#### [Required work]
Your answer should consist of every line in the records that holds "PointsEarned".

(Dataset entries)
_ _ _ _ _

//! Point exchanges and admin adjustments, plus the shared history view.

use api_types::history::{
    AdjustmentNew, HistoryEntryView, LedgerCategory as ApiCategory, PointExchangeNew,
};
use axum::{Extension, Json, extract::State, http::StatusCode};
use chrono::Utc;

use crate::{ServerError, server::AuthUser, server::ServerState};
use engine::{AdjustmentCmd, LedgerCategory};

fn category_view(category: LedgerCategory) -> ApiCategory {
    match category {
        LedgerCategory::Deposit => ApiCategory::Deposit,
        LedgerCategory::Withdrawal => ApiCategory::Withdrawal,
        LedgerCategory::PointExchange => ApiCategory::PointExchange,
        LedgerCategory::Adjustment => ApiCategory::Adjustment,
    }
}

pub(crate) fn history_view(entry: engine::BalanceHistoryEntry) -> HistoryEntryView {
    HistoryEntryView {
        id: entry.id,
        number: entry.number,
        category: category_view(entry.category),
        amount_delta_minor: entry.amount_delta_minor,
        point_delta: entry.point_delta,
        balance_before_minor: entry.balance_before_minor,
        balance_after_minor: entry.balance_after_minor,
        points_before: entry.points_before,
        points_after: entry.points_after,
        occurred_at: entry.occurred_at,
    }
}

pub async fn exchange_points(
    Extension(auth): Extension<AuthUser>,
    State(state): State<ServerState>,
    Json(payload): Json<PointExchangeNew>,
) -> Result<(StatusCode, Json<HistoryEntryView>), ServerError> {
    auth.require_admin()?;

    let entry = state
        .engine
        .exchange_points(
            payload.member_id,
            payload.points,
            payload.credit_minor,
            &auth.username,
            Utc::now(),
        )
        .await?;
    Ok((StatusCode::CREATED, Json(history_view(entry))))
}

pub async fn adjust(
    Extension(auth): Extension<AuthUser>,
    State(state): State<ServerState>,
    Json(payload): Json<AdjustmentNew>,
) -> Result<(StatusCode, Json<HistoryEntryView>), ServerError> {
    auth.require_admin()?;

    let entry = state
        .engine
        .record_adjustment(
            AdjustmentCmd::new(payload.member_id, auth.username, Utc::now())
                .amount_delta_minor(payload.amount_delta_minor)
                .point_delta(payload.point_delta),
        )
        .await?;
    Ok((StatusCode::CREATED, Json(history_view(entry))))
}
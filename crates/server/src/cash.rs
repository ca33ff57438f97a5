//! Organization cash endpoints (admin side).

use api_types::cash::{
    CashCategory as ApiCategory, CashDirection as ApiDirection, CashList, CashSummaryView,
    CashTransactionNew, CashTransactionView, CashTransactionsResponse,
};
use axum::{
    Extension, Json,
    extract::{Query, State},
    http::StatusCode,
};
use chrono::Utc;

use crate::{ServerError, server::AuthUser, server::ServerState};
use engine::{CashCategory, CashDirection, CashTransactionCmd};

fn map_direction(direction: ApiDirection) -> CashDirection {
    match direction {
        ApiDirection::In => CashDirection::In,
        ApiDirection::Out => CashDirection::Out,
    }
}

fn direction_view(direction: CashDirection) -> ApiDirection {
    match direction {
        CashDirection::In => ApiDirection::In,
        CashDirection::Out => ApiDirection::Out,
    }
}

fn map_category(category: ApiCategory) -> CashCategory {
    match category {
        ApiCategory::CollectorSale => CashCategory::CollectorSale,
        ApiCategory::OperationalExpense => CashCategory::OperationalExpense,
        ApiCategory::MemberWithdrawal => CashCategory::MemberWithdrawal,
    }
}

fn category_view(category: CashCategory) -> ApiCategory {
    match category {
        CashCategory::CollectorSale => ApiCategory::CollectorSale,
        CashCategory::OperationalExpense => ApiCategory::OperationalExpense,
        CashCategory::MemberWithdrawal => ApiCategory::MemberWithdrawal,
    }
}

fn cash_view(tx: engine::CashTransaction) -> CashTransactionView {
    CashTransactionView {
        id: tx.id,
        number: tx.number,
        direction: direction_view(tx.direction),
        category: category_view(tx.category),
        amount_minor: tx.amount_minor,
        member_id: tx.member_id,
        occurred_at: tx.occurred_at,
    }
}

pub async fn create(
    Extension(auth): Extension<AuthUser>,
    State(state): State<ServerState>,
    Json(payload): Json<CashTransactionNew>,
) -> Result<(StatusCode, Json<CashTransactionView>), ServerError> {
    auth.require_admin()?;

    let mut cmd = CashTransactionCmd::new(
        map_direction(payload.direction),
        map_category(payload.category),
        payload.amount_minor,
        auth.username,
        Utc::now(),
    );
    if let Some(member_id) = payload.member_id {
        cmd = cmd.member_id(member_id);
    }

    let tx = state.engine.record_cash_transaction(cmd).await?;
    Ok((StatusCode::CREATED, Json(cash_view(tx))))
}

pub async fn list(
    Extension(auth): Extension<AuthUser>,
    State(state): State<ServerState>,
    Query(query): Query<CashList>,
) -> Result<Json<CashTransactionsResponse>, ServerError> {
    auth.require_admin()?;

    let transactions = state
        .engine
        .list_cash_transactions(query.limit.unwrap_or(100))
        .await?;
    Ok(Json(CashTransactionsResponse {
        cash_transactions: transactions.into_iter().map(cash_view).collect(),
    }))
}

pub(crate) fn summary_view(summary: &engine::CashSummary) -> CashSummaryView {
    CashSummaryView {
        total_in_minor: summary.total_in_minor,
        total_out_minor: summary.total_out_minor,
        net_minor: summary.net_minor(),
        collector_sales_minor: summary.collector_sales_minor,
        operational_expenses_minor: summary.operational_expenses_minor,
        member_withdrawals_minor: summary.member_withdrawals_minor,
    }
}

pub async fn summary(
    Extension(auth): Extension<AuthUser>,
    State(state): State<ServerState>,
) -> Result<Json<CashSummaryView>, ServerError> {
    auth.require_admin()?;

    let summary = state.engine.cash_summary().await?;
    Ok(Json(summary_view(&summary)))
}
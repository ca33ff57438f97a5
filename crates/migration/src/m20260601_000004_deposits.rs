use sea_orm_migration::prelude::*;

use crate::m20260601_000001_users::Users;
use crate::m20260601_000002_members::Members;
use crate::m20260601_000003_waste_types::WasteTypes;

#[derive(DeriveMigrationName)]
pub struct Migration;

#[derive(Iden)]
pub enum Deposits {
    Table,
    Id,
    MemberId,
    WasteTypeId,
    AdminId,
    WeightGrams,
    PricePerKgMinor,
    PointsPerKg,
    TotalMinor,
    PointsEarned,
    OccurredAt,
}

#[async_trait::async_trait]
impl MigrationTrait for Migration {
    async fn up(&self, manager: &SchemaManager) -> Result<(), DbErr> {
        manager
            .create_table(
                Table::create()
                    .table(Deposits::Table)
                    .if_not_exists()
                    .col(
                        ColumnDef::new(Deposits::Id)
                            .string()
                            .not_null()
                            .primary_key(),
                    )
                    .col(ColumnDef::new(Deposits::MemberId).string().not_null())
                    .col(ColumnDef::new(Deposits::WasteTypeId).string().not_null())
                    .col(ColumnDef::new(Deposits::AdminId).string().not_null())
                    .col(
                        ColumnDef::new(Deposits::WeightGrams)
                            .big_integer()
                            .not_null(),
                    )
                    .col(
                        ColumnDef::new(Deposits::PricePerKgMinor)
                            .big_integer()
                            .not_null(),
                    )
                    .col(
                        ColumnDef::new(Deposits::PointsPerKg)
                            .big_integer()
                            .not_null(),
                    )
                    .col(ColumnDef::new(Deposits::TotalMinor).big_integer().not_null())
                    .col(
                        ColumnDef::new(Deposits::PointsEarned)
                            .big_integer()
                            .not_null(),
                    )
                    .col(ColumnDef::new(Deposits::OccurredAt).timestamp().not_null())
                    .foreign_key(
                        ForeignKey::create()
                            .name("fk-deposits-member_id")
                            .from(Deposits::Table, Deposits::MemberId)
                            .to(Members::Table, Members::Id),
                    )
                    .foreign_key(
                        ForeignKey::create()
                            .name("fk-deposits-waste_type_id")
                            .from(Deposits::Table, Deposits::WasteTypeId)
                            .to(WasteTypes::Table, WasteTypes::Id),
                    )
                    .foreign_key(
                        ForeignKey::create()
                            .name("fk-deposits-admin_id")
                            .from(Deposits::Table, Deposits::AdminId)
                            .to(Users::Table, Users::Username),
                    )
                    .to_owned(),
            )
            .await?;

        manager
            .create_index(
                Index::create()
                    .name("idx-deposits-member_id-occurred_at")
                    .table(Deposits::Table)
                    .col(Deposits::MemberId)
                    .col(Deposits::OccurredAt)
                    .to_owned(),
            )
            .await
    }

    async fn down(&self, manager: &SchemaManager) -> Result<(), DbErr> {
        manager
            .drop_table(Table::drop().table(Deposits::Table).to_owned())
            .await
    }
}
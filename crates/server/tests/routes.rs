use std::sync::Arc;

use axum::{
    Router,
    body::Body,
    http::{Request, StatusCode, header},
};
use http_body_util::BodyExt;
use sea_orm::{ConnectionTrait, Database, DatabaseConnection, Statement};
use serde_json::{Value, json};
use tower::ServiceExt;

use migration::MigratorTrait;
use server::ServerState;

async fn setup() -> (Router, DatabaseConnection) {
    // A second pooled connection would open a distinct in-memory database.
    let mut options = sea_orm::ConnectOptions::new("sqlite::memory:");
    options.max_connections(1);
    let db = Database::connect(options).await.unwrap();
    migration::Migrator::up(&db, None).await.unwrap();

    let backend = db.get_database_backend();
    db.execute(Statement::from_sql_and_values(
        backend,
        "INSERT INTO users (username, password, role, member_id) VALUES (?, ?, ?, NULL)",
        vec!["admin".into(), "secret".into(), "admin".into()],
    ))
    .await
    .unwrap();

    let engine = engine::Engine::builder()
        .database(db.clone())
        .build()
        .await
        .unwrap();
    let state = ServerState {
        engine: Arc::new(engine),
        db: db.clone(),
    };
    (server::router(state), db)
}

async fn request(
    router: &Router,
    method: &str,
    uri: &str,
    token: Option<&str>,
    body: Option<Value>,
) -> (StatusCode, Value) {
    let mut builder = Request::builder().method(method).uri(uri);
    if let Some(token) = token {
        builder = builder.header(header::AUTHORIZATION, format!("Bearer {token}"));
    }
    let request = match body {
        Some(body) => builder
            .header(header::CONTENT_TYPE, "application/json")
            .body(Body::from(body.to_string()))
            .unwrap(),
        None => builder.body(Body::empty()).unwrap(),
    };

    let response = router.clone().oneshot(request).await.unwrap();
    let status = response.status();
    let bytes = response.into_body().collect().await.unwrap().to_bytes();
    // Extractor rejections (e.g. a missing Authorization header) come back
    // as plain text, not JSON.
    let value = if bytes.is_empty() {
        Value::Null
    } else {
        serde_json::from_slice(&bytes)
            .unwrap_or_else(|_| Value::String(String::from_utf8_lossy(&bytes).into_owned()))
    };
    (status, value)
}

async fn login(router: &Router, username: &str, password: &str) -> String {
    let (status, body) = request(
        router,
        "POST",
        "/auth/login",
        None,
        Some(json!({"username": username, "password": password})),
    )
    .await;
    assert_eq!(status, StatusCode::OK);
    body["token"].as_str().unwrap().to_string()
}

/// Registers a member via the API and creates the linked login.
async fn register_member_login(
    router: &Router,
    db: &DatabaseConnection,
    admin_token: &str,
    name: &str,
    username: &str,
) -> String {
    let (status, member) = request(
        router,
        "POST",
        "/members",
        Some(admin_token),
        Some(json!({"name": name, "phone": null})),
    )
    .await;
    assert_eq!(status, StatusCode::CREATED);
    let member_id = member["id"].as_str().unwrap().to_string();

    let backend = db.get_database_backend();
    db.execute(Statement::from_sql_and_values(
        backend,
        "INSERT INTO users (username, password, role, member_id) VALUES (?, ?, ?, ?)",
        vec![
            username.into(),
            "secret".into(),
            "member".into(),
            member_id.clone().into(),
        ],
    ))
    .await
    .unwrap();

    member_id
}

async fn count_sessions(db: &DatabaseConnection, username: &str) -> i64 {
    let backend = db.get_database_backend();
    let row = db
        .query_one(Statement::from_sql_and_values(
            backend,
            "SELECT COUNT(*) AS n FROM sessions WHERE username = ?",
            vec![username.into()],
        ))
        .await
        .unwrap()
        .unwrap();
    row.try_get("", "n").unwrap()
}

#[tokio::test]
async fn login_rejects_bad_credentials() {
    let (router, _db) = setup().await;

    let (status, _) = request(
        &router,
        "POST",
        "/auth/login",
        None,
        Some(json!({"username": "admin", "password": "wrong"})),
    )
    .await;
    assert_eq!(status, StatusCode::UNAUTHORIZED);

    let (status, _) = request(
        &router,
        "POST",
        "/auth/login",
        None,
        Some(json!({"username": "ghost", "password": "secret"})),
    )
    .await;
    assert_eq!(status, StatusCode::UNAUTHORIZED);
}

#[tokio::test]
async fn login_rotates_previous_session() {
    let (router, db) = setup().await;

    let first = login(&router, "admin", "secret").await;
    let (status, _) = request(&router, "GET", "/dashboard", Some(&first), None).await;
    assert_eq!(status, StatusCode::OK);

    let second = login(&router, "admin", "secret").await;
    assert_eq!(count_sessions(&db, "admin").await, 1);

    let (status, _) = request(&router, "GET", "/dashboard", Some(&first), None).await;
    assert_eq!(status, StatusCode::UNAUTHORIZED);
    let (status, _) = request(&router, "GET", "/dashboard", Some(&second), None).await;
    assert_eq!(status, StatusCode::OK);
}

#[tokio::test]
async fn logout_invalidates_token() {
    let (router, _db) = setup().await;
    let token = login(&router, "admin", "secret").await;

    let (status, _) = request(&router, "POST", "/auth/logout", Some(&token), None).await;
    assert_eq!(status, StatusCode::NO_CONTENT);

    let (status, _) = request(&router, "GET", "/dashboard", Some(&token), None).await;
    assert_eq!(status, StatusCode::UNAUTHORIZED);
}

#[tokio::test]
async fn missing_or_unknown_token_is_401() {
    let (router, _db) = setup().await;

    let (status, _) = request(&router, "GET", "/dashboard", None, None).await;
    assert!(status == StatusCode::BAD_REQUEST || status == StatusCode::UNAUTHORIZED);

    let (status, _) = request(&router, "GET", "/dashboard", Some("nope"), None).await;
    assert_eq!(status, StatusCode::UNAUTHORIZED);
}

#[tokio::test]
async fn inactive_member_login_kills_sessions_without_identifier() {
    let (router, db) = setup().await;
    let admin = login(&router, "admin", "secret").await;
    let member_id = register_member_login(&router, &db, &admin, "Siti", "siti").await;

    // Active member can log in.
    let member_token = login(&router, "siti", "secret").await;
    let (status, _) = request(&router, "GET", "/me", Some(&member_token), None).await;
    assert_eq!(status, StatusCode::OK);

    let (status, _) = request(
        &router,
        "POST",
        &format!("/members/{member_id}/active"),
        Some(&admin),
        Some(json!({"active": false})),
    )
    .await;
    assert_eq!(status, StatusCode::OK);

    // The login is refused, every session row is gone, and the body names no
    // member.
    let (status, body) = request(
        &router,
        "POST",
        "/auth/login",
        None,
        Some(json!({"username": "siti", "password": "secret"})),
    )
    .await;
    assert_eq!(status, StatusCode::FORBIDDEN);
    assert_eq!(body["error"], "account inactive");
    assert!(!body.to_string().contains(&member_id));
    assert_eq!(count_sessions(&db, "siti").await, 0);

    // The previously issued token is dead too.
    let (status, _) = request(&router, "GET", "/me", Some(&member_token), None).await;
    assert_eq!(status, StatusCode::UNAUTHORIZED);
}

#[tokio::test]
async fn database_fault_surfaces_500_and_keeps_session() {
    let (router, db) = setup().await;
    let admin = login(&router, "admin", "secret").await;
    register_member_login(&router, &db, &admin, "Siti", "siti").await;
    let member_token = login(&router, "siti", "secret").await;

    let backend = db.get_database_backend();
    db.execute(Statement::from_string(
        backend,
        "ALTER TABLE members RENAME TO members_offline".to_string(),
    ))
    .await
    .unwrap();

    // The fault is not "member inactive": 500, and the session survives.
    let (status, _) = request(&router, "GET", "/me", Some(&member_token), None).await;
    assert_eq!(status, StatusCode::INTERNAL_SERVER_ERROR);
    assert_eq!(count_sessions(&db, "siti").await, 1);

    db.execute(Statement::from_string(
        backend,
        "ALTER TABLE members_offline RENAME TO members".to_string(),
    ))
    .await
    .unwrap();

    let (status, _) = request(&router, "GET", "/me", Some(&member_token), None).await;
    assert_eq!(status, StatusCode::OK);
}

#[tokio::test]
async fn role_gate_blocks_both_directions() {
    let (router, db) = setup().await;
    let admin = login(&router, "admin", "secret").await;
    register_member_login(&router, &db, &admin, "Siti", "siti").await;
    let member = login(&router, "siti", "secret").await;

    let (status, _) = request(&router, "GET", "/dashboard", Some(&member), None).await;
    assert_eq!(status, StatusCode::FORBIDDEN);
    let (status, _) = request(
        &router,
        "POST",
        "/members",
        Some(&member),
        Some(json!({"name": "X", "phone": null})),
    )
    .await;
    assert_eq!(status, StatusCode::FORBIDDEN);

    let (status, _) = request(&router, "GET", "/me", Some(&admin), None).await;
    assert_eq!(status, StatusCode::FORBIDDEN);

    // The catalog is readable by members.
    let (status, _) = request(&router, "GET", "/wasteTypes", Some(&member), None).await;
    assert_eq!(status, StatusCode::OK);
}

#[tokio::test]
async fn deposit_withdrawal_flow_over_http() {
    let (router, db) = setup().await;
    let admin = login(&router, "admin", "secret").await;
    let member_id = register_member_login(&router, &db, &admin, "Siti", "siti").await;

    let (status, waste_type) = request(
        &router,
        "POST",
        "/wasteTypes",
        Some(&admin),
        Some(json!({"name": "Plastic PET", "price_per_kg_minor": 2000, "points_per_kg": 2})),
    )
    .await;
    assert_eq!(status, StatusCode::CREATED);
    let waste_type_id = waste_type["id"].as_str().unwrap();

    let (status, deposit) = request(
        &router,
        "POST",
        "/deposits",
        Some(&admin),
        Some(json!({
            "member_id": member_id,
            "waste_type_id": waste_type_id,
            "weight_grams": 2500,
        })),
    )
    .await;
    assert_eq!(status, StatusCode::CREATED);
    assert_eq!(deposit["total_minor"], 5000);
    assert_eq!(deposit["points_earned"], 5);

    // The member sees the credited balance.
    let member_token = login(&router, "siti", "secret").await;
    let (status, profile) = request(&router, "GET", "/me", Some(&member_token), None).await;
    assert_eq!(status, StatusCode::OK);
    assert_eq!(profile["balance_minor"], 5000);
    assert_eq!(profile["points"], 5);

    let (status, history) = request(&router, "GET", "/me/history", Some(&member_token), None).await;
    assert_eq!(status, StatusCode::OK);
    assert_eq!(history["entries"].as_array().unwrap().len(), 1);
    assert_eq!(history["entries"][0]["category"], "deposit");

    // Withdrawal over HTTP, then check the summary.
    let (status, withdrawal) = request(
        &router,
        "POST",
        "/cash",
        Some(&admin),
        Some(json!({
            "direction": "out",
            "category": "member_withdrawal",
            "amount_minor": 2000,
            "member_id": member_id,
        })),
    )
    .await;
    assert_eq!(status, StatusCode::CREATED);
    assert!(withdrawal["number"].as_str().unwrap().starts_with("KAS/"));

    let (status, _) = request(
        &router,
        "POST",
        "/cash",
        Some(&admin),
        Some(json!({
            "direction": "out",
            "category": "member_withdrawal",
            "amount_minor": 99_000,
            "member_id": member_id,
        })),
    )
    .await;
    assert_eq!(status, StatusCode::UNPROCESSABLE_ENTITY);

    let (status, summary) = request(&router, "GET", "/cash/summary", Some(&admin), None).await;
    assert_eq!(status, StatusCode::OK);
    assert_eq!(summary["member_withdrawals_minor"], 2000);
    assert_eq!(summary["net_minor"], -2000);

    let (status, dashboard) = request(&router, "GET", "/dashboard", Some(&admin), None).await;
    assert_eq!(status, StatusCode::OK);
    assert_eq!(dashboard["total_balance_minor"], 3000);
    assert_eq!(dashboard["member_count"], 1);
}

#[tokio::test]
async fn unknown_ids_map_to_404() {
    let (router, _db) = setup().await;
    let admin = login(&router, "admin", "secret").await;

    let missing = uuid::Uuid::new_v4();
    let (status, _) = request(
        &router,
        "GET",
        &format!("/members/{missing}"),
        Some(&admin),
        None,
    )
    .await;
    assert_eq!(status, StatusCode::NOT_FOUND);

    let (status, _) = request(
        &router,
        "POST",
        "/deposits",
        Some(&admin),
        Some(json!({
            "member_id": missing,
            "waste_type_id": missing,
            "weight_grams": 1000,
        })),
    )
    .await;
    assert_eq!(status, StatusCode::NOT_FOUND);
}

#[tokio::test]
async fn duplicate_waste_type_maps_to_409() {
    let (router, _db) = setup().await;
    let admin = login(&router, "admin", "secret").await;

    let body = json!({"name": "Plastic PET", "price_per_kg_minor": 2000, "points_per_kg": 2});
    let (status, _) = request(&router, "POST", "/wasteTypes", Some(&admin), Some(body.clone())).await;
    assert_eq!(status, StatusCode::CREATED);
    let (status, _) = request(&router, "POST", "/wasteTypes", Some(&admin), Some(body)).await;
    assert_eq!(status, StatusCode::CONFLICT);
}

_ _ _ _ _

#### [Solution for this exercise]
    PointsEarned,
                        ColumnDef::new(Deposits::PointsEarned)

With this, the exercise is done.